■ Task brief
Search the material below for "BaseProjection" and copy every line where it occurs.

- - - -

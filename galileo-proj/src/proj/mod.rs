//! Base map projections.
//!
//! A base projection maps geographic coordinates (radians, longitude relative to the central meridian)
//! to plane coordinates on an ellipsoid with the semi-major axis of 1. Scaling by the real axis
//! and scale factor, false easting and northing and the datum shift are applied by [`Crs`](crate::Crs).

use crate::bounds::Bounds;
use crate::ellipsoid::Ellipsoid;
use crate::error::GalileoProjError;

mod aeqd;
mod albers;
mod cassini;
mod common;
mod double_stereographic;
mod equidistant_cylindrical;
mod laea;
mod lambert_conformal;
mod lonlat;
mod mercator;
mod oblique_mercator;
mod polar_stereographic;
mod sinusoidal;
mod swiss_oblique_mercator;
mod transverse_mercator;

pub use aeqd::AzimuthalEquidistant;
pub use albers::AlbersEqualArea;
pub use cassini::CassiniSoldner;
pub use double_stereographic::DoubleStereographic;
pub use equidistant_cylindrical::EquidistantCylindrical;
pub use laea::LambertAzimuthalEqualArea;
pub use lambert_conformal::LambertConformalConic;
pub use lonlat::LonLat;
pub use mercator::Mercator;
pub use oblique_mercator::ObliqueMercator;
pub use polar_stereographic::PolarStereographic;
pub use sinusoidal::Sinusoidal;
pub use swiss_oblique_mercator::SwissObliqueMercator;
pub use transverse_mercator::TransverseMercator;
use super::common::{inv_mlfn, mlfn};
use super::{BaseProjection, ProjParameters};
use crate::bounds::Bounds;
use crate::ellipsoid::Ellipsoid;
use std::f64::consts::FRAC_PI_2;

/// Sinusoidal (Sanson-Flamsteed) equal area projection.
#[derive(Debug, Clone, PartialEq)]
pub struct Sinusoidal {
    ellipsoid: Ellipsoid,
}

impl Sinusoidal {
    pub(super) fn new(params: &ProjParameters) -> Self {
        Self {
            ellipsoid: params.ellipsoid,
        }
    }
}

impl BaseProjection for Sinusoidal {
    fn project(&self, phi: f64, lambda: f64) -> (f64, f64) {
        let (sin, cos) = phi.sin_cos();
        let x = lambda * cos / (1.0 - self.ellipsoid.e2() * sin * sin).sqrt();
        (x, mlfn(&self.ellipsoid, phi))
    }

    fn invproject(&self, x: f64, y: f64) -> (f64, f64) {
        let phi = inv_mlfn(&self.ellipsoid, y);
        if (phi.abs() - FRAC_PI_2).abs() < 1e-12 {
            return (phi, 0.0);
        }

        let sin = phi.sin();
        let lambda = x * (1.0 - self.ellipsoid.e2() * sin * sin).sqrt() / phi.cos();
        (phi, lambda)
    }

    fn algorithm_bounds(&self) -> Bounds {
        Bounds::from_lon_lat(-180.0, -89.0, 180.0, 89.0)
    }
}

- - - -

■ Task result
use super::{BaseProjection, ProjParameters};
impl BaseProjection for Sinusoidal {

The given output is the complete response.